In the last post I described how I structure my interactive diagrams and gave some examples. In this post I'll describe what I'd like to do for future diagrams.

Flow diagram: controls → input → algorithm → output → visualization

When I started writing interactive diagrams I used d3.js, which is a great visualization toolkit. At the time I thought data visualization was the hardest part of what I was doing, and I needed a library for that. Since then, I've seen other libraries — React, Riot, Ember, Mithril, Intercooler, Marko, Vue, Aurelia, Ractive, Rax, Svelte, MobX, Moon, Dio, Etch, Hyperapp, S/Surplus, Preact, Polymer, lit-html, Elm, and many more — that have given me different ways to look at the problem. I've realized that the visualization isn't the hardest part of what I'm trying to do. There are two two big problems I want a library to help me with:

  • How do I update the visualization?
  • Which algorithms do I need to run again?

For deciding how to update the visualization, there's a spectrum:

  1. The simplest thing is to redraw everything from scratch.

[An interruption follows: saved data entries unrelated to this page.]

impl ExtractionStrategy for HtmlTableStrategy {
    fn name(&self) -> &'static str {
        "html-table"
    }

    fn extract(
        &self,
        payload: &str,
        config: &PipelineConfig,
    ) -> Result<Vec<RawEventRecord>, AdapterError> {
        let document = Html::parse_document(payload);
        let table_sel = selector("table.calendar__table")?;
        let row_sel = selector("tr")?;
        let date_sel = selector("td.calendar__date")?;
        let currency_sel = selector("td.calendar__currency")?;
        let time_sel = selector("td.calendar__time")?;
        let event_sel = selector("td.calendar__event")?;
        let title_sel = selector(".calendar__event-title")?;
        let impact_sel = selector("td.calendar__impact")?;
        let forecast_sel = selector("td.calendar__forecast")?;
        let previous_sel = selector("td.calendar__previous")?;
        let link_sel = selector("a[href]")?;

        let table = document
            .select(&table_sel)
            .next()
            .ok_or(AdapterError::StructureMissing("calendar table"))?;

        let mut rows = RowAssembler::new(self.name(), config);
        for row in table.select(&row_sel) {
            if let Some(date_cell) = row.select(&date_sel).next() {
                rows.mark_date(&element_text(date_cell));
            }
            let is_event_row = row
                .value()
                .attr("class")
                .is_some_and(|c| c.split_whitespace().any(|cls| cls == "calendar__row"));
            let Some(event_cell) = row.select(&event_sel).next() else {
                continue;
            };
            if !is_event_row {
                continue;
            }

            let event_name = event_cell
                .select(&title_sel)
                .next()
                .map(element_text)
                .unwrap_or_else(|| element_text(event_cell));
            let event_id = row
                .value()
                .attr("data-event-id")
                .map(ToString::to_string)
                .or_else(|| {
                    event_cell
                        .select(&link_sel)
                        .next()
                        .and_then(|a| a.value().attr("href"))
                        .and_then(|href| EVENT_ID_HREF.captures(href))
                        .map(|c| c[1].to_string())
                })
                .unwrap_or_default();

            rows.push(RawEventRecord {
                date_text: String::new(),
                time_text: cell_text(row, &time_sel),
                currency: cell_text(row, &currency_sel),
                event_name,
                impact_markup: row
                    .select(&impact_sel)
                    .next()
                    .map(|cell| cell.inner_html())
                    .unwrap_or_default(),
                forecast_text: cell_text(row, &forecast_sel),
                previous_text: cell_text(row, &previous_sel),
                event_id,
                timestamp: None,
            });
        }
        Ok(rows.finish())
    }
}

/// Last resort: pattern-matches `<tr>`/`<td>` markup without a DOM, so it
/// survives unbalanced or truncated pages.
#[derive(Debug, Default, Clone, Copy)]
pub struct RegexRowStrategy;

static ROW_RE: Lazy<Regex> =
    Lazy::new(|| Regex::new(r"(?is)<tr\b([^>]*)>(.*?)</tr>").expect("row regex"));

static CELL_RE: Lazy<Regex> = Lazy::new(|| {
    Regex::new(r#"(?is)<td\b[^>]*class\s*=\s*["'][^"']*calendar__([a-z]+)[^"']*["'][^>]*>(.*?)</td>"#)
        .expect("cell regex")
});

impl ExtractionStrategy for RegexRowStrategy {
    fn name(&self) -> &'static str {
        "regex-rows"
    }

    fn extract(
        &self,
        payload: &str,
        config: &PipelineConfig,
    ) -> Result<Vec<RawEventRecord>, AdapterError> {
        let mut rows = RowAssembler::new(self.name(), config);
        let mut saw_calendar_cells = false;

        for row in ROW_RE.captures_iter(payload) {
            let attrs = &row[1];
            let mut cells: Vec<(String, &str)> = Vec::new();
            for cell in CELL_RE.captures_iter(row.get(2).map_or("", |m| m.as_str())) {
                let (Some(kind), Some(body)) = (cell.get(1), cell.get(2)) else {
                    continue;
                };
                cells.push((kind.as_str().to_ascii_lowercase(), body.as_str()));
            }
            if cells.is_empty() {
                continue;
            }
            saw_calendar_cells = true;

            let cell = |kind: &str| cells.iter().find(|(k, _)| k == kind).map(|(_, body)| *body);
            if let Some(date) = cell("date") {
                rows.mark_date(&strip_tags(date));
            }
            let Some(event_body) = cell("event") else {
                continue;
            };
            if !attrs.contains("calendar__row") {
                continue;
            }

            rows.push(RawEventRecord {
                date_text: String::new(),
                time_text: cell("time").map(strip_tags).unwrap_or_default(),
                currency: cell("currency").map(strip_tags).unwrap_or_default(),
                event_name: strip_tags(event_body),
                impact_markup: cell("impact").unwrap_or_default().to_string(),
                forecast_text: cell("forecast").map(strip_tags).unwrap_or_default(),
                previous_text: cell("previous").map(strip_tags).unwrap_or_default(),
                event_id: DATA_EVENT_ID
                    .captures(attrs)
                    .or_else(|| EVENT_ID_HREF.captures(event_body))
                    .map(|c| c[1].to_string())
                    .unwrap_or_default(),
                timestamp: None,
            });
        }

        if !saw_calendar_cells {
            return Err(AdapterError::StructureMissing("calendar cells"));
        }
        Ok(rows.finish())
    }
}

#[derive(Debug, Clone, PartialEq, Eq)]
pub struct Extraction {
    pub records: Vec<RawEventRecord>,
    /// Strategy that produced `records`; `None` when every strategy came up empty.
    pub strategy: Option<&'static str>,
}

/// Ordered fallback chain over [`ExtractionStrategy`] implementations.
pub struct Extractor {
    strategies: Vec<Box<dyn ExtractionStrategy>>,
}

impl Default for Extractor {
    fn default() -> Self {
        Self::new(vec![
            Box::new(EmbeddedJsonStrategy),
            Box::new(HtmlTableStrategy),
            Box::new(RegexRowStrategy),
        ])
    }
}

impl Extractor {
    pub fn new(strategies: Vec<Box<dyn ExtractionStrategy>>) -> Self {
        Self { strategies }
    }

    pub fn strategy_names(&self) -> Vec<&'static str> {
        self.strategies.iter().map(|s| s.name()).collect()
    }

    /// First non-empty strategy result wins. An all-empty chain is logged
    /// and returned as zero records, not as an error.
    pub fn extract(&self, payload: &str, config: &PipelineConfig) -> Extraction {
        for strategy in &self.strategies {
            match strategy.extract(payload, config) {
                Ok(records) if !records.is_empty() => {
                    debug!(strategy = strategy.name(), rows = records.len(), "extraction succeeded");
                    return Extraction {
                        records,
                        strategy: Some(strategy.name()),
                    };
                }
                Ok(_) => debug!(strategy = strategy.name(), "strategy found no matching rows"),
                Err(err) => debug!(strategy = strategy.name(), error = %err, "strategy failed"),
            }
        }
        warn!(
            strategies = ?self.strategy_names(),
            currency = %config.target_currency,
            "no calendar events extracted; the page format may have changed"
        );
        Extraction {
            records: Vec::new(),
            strategy: None,
        }
    }
}

// ---------------------------------------------------------------------------
// Source adapter
// ---------------------------------------------------------------------------

#[derive(Debug, Clone, PartialEq, Eq)]
pub struct FetchedPage {
    pub url: String,
    pub body: Vec<u8>,
    pub fetched_at: DateTime<Utc>,
}

impl FetchedPage {
    pub fn text(&self) -> Cow<'_, str> {
        String::from_utf8_lossy(&self.body)
    }
}

#[derive(Debug, Clone, PartialEq, Eq)]
pub struct AdapterContext {
    pub run_id: Uuid,
    pub fetched_at: DateTime<Utc>,
}

#[derive(Debug, Clone, PartialEq)]
pub struct ParsedListing {
    pub records: Vec<RawEventRecord>,
    pub source_timezone: Tz,
    pub strategy: Option<&'static str>,
}

#[async_trait]
pub trait SourceAdapter: Send + Sync {
    fn source_id(&self) -> &'static str;

    fn listing_url(&self, range: RangeSelector) -> String;

    async fn fetch_listing(
        &self,
        http: &HttpFetcher,
        ctx: &AdapterContext,
        range: RangeSelector,
    ) -> Result<FetchedPage, AdapterError>;

    fn parse_listing(&self, page: &FetchedPage, config: &PipelineConfig) -> ParsedListing;
}

static PAGE_TIMEZONE: Lazy<Regex> = Lazy::new(|| {
    Regex::new(
        r#"(?i)["']?(?:data-)?timezone(?:_name|Name)?["']?\s*[:=]\s*["']([A-Za-z]+(?:/[A-Za-z0-9_+\-]+)+)["']"#,
    )
    .expect("page timezone regex")
});

/// IANA zone declared in page metadata, if any.
pub fn detect_timezone(payload: &str) -> Option<Tz> {
    PAGE_TIMEZONE
        .captures_iter(payload)
        .find_map(|c| c[1].parse::<Tz>().ok())
}

pub struct ForexFactoryAdapter {
    base_url: String,
    extractor: Extractor,
}

impl ForexFactoryAdapter {
    pub fn new(base_url: impl Into<String>) -> Self {
        Self {
            base_url: base_url.into(),
            extractor: Extractor::default(),
        }
    }

    pub fn with_extractor(mut self, extractor: Extractor) -> Self {
        self.extractor = extractor;
        self
    }
}

impl Default for ForexFactoryAdapter {
    fn default() -> Self {
        Self::new(FOREXFACTORY_CALENDAR_URL)
    }
}

#[async_trait]
impl SourceAdapter for ForexFactoryAdapter {
    fn source_id(&self) -> &'static str {
        "forexfactory"
    }

    fn listing_url(&self, range: RangeSelector) -> String {
        let (key, value) = range.query_param();
        let sep = if self.base_url.contains('?') { '&' } else { '?' };
        format!("{}{sep}{key}={value}", self.base_url)
    }

    async fn fetch_listing(
        &self,
        http: &HttpFetcher,
        ctx: &AdapterContext,
        range: RangeSelector,
    ) -> Result<FetchedPage, AdapterError> {
        let url = self.listing_url(range);
        let resp = http.fetch_bytes(ctx.run_id, &url).await?;
        Ok(FetchedPage {
            url: resp.final_url,
            body: resp.body,
            fetched_at: ctx.fetched_at,
        })
    }

    fn parse_listing(&self, page: &FetchedPage, config: &PipelineConfig) -> ParsedListing {
        let text = page.text();
        let source_timezone = detect_timezone(&text).unwrap_or(config.default_timezone);
        let extraction = self.extractor.extract(&text, config);
        ParsedListing {
            records: extraction.records,
            source_timezone,
            strategy: extraction.strategy,
        }
    }
}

I use d3 or jquery to remove all the existing SVG nodes, and create new ones in their place. If I'm using Canvas instead of SVG, it's more likely that I'll redraw everything from scratch.
  2. If I don't want to redraw everything (for performance reasons), I can use d3.js's data joins to help me figure out which parts of the visualization to add, remove, and update. This is great for many data visualization needs, but a bit overkill for most of my projects.
  3. The next simplest thing is to pretend I'm redrawing everything from scratch, but let the system figure out what actually changed, and only update those things. This is the “virtual DOM” approach used in React and other libraries. This approach wasn't available when I first started writing interactive tutorials, and I'm only now catching up.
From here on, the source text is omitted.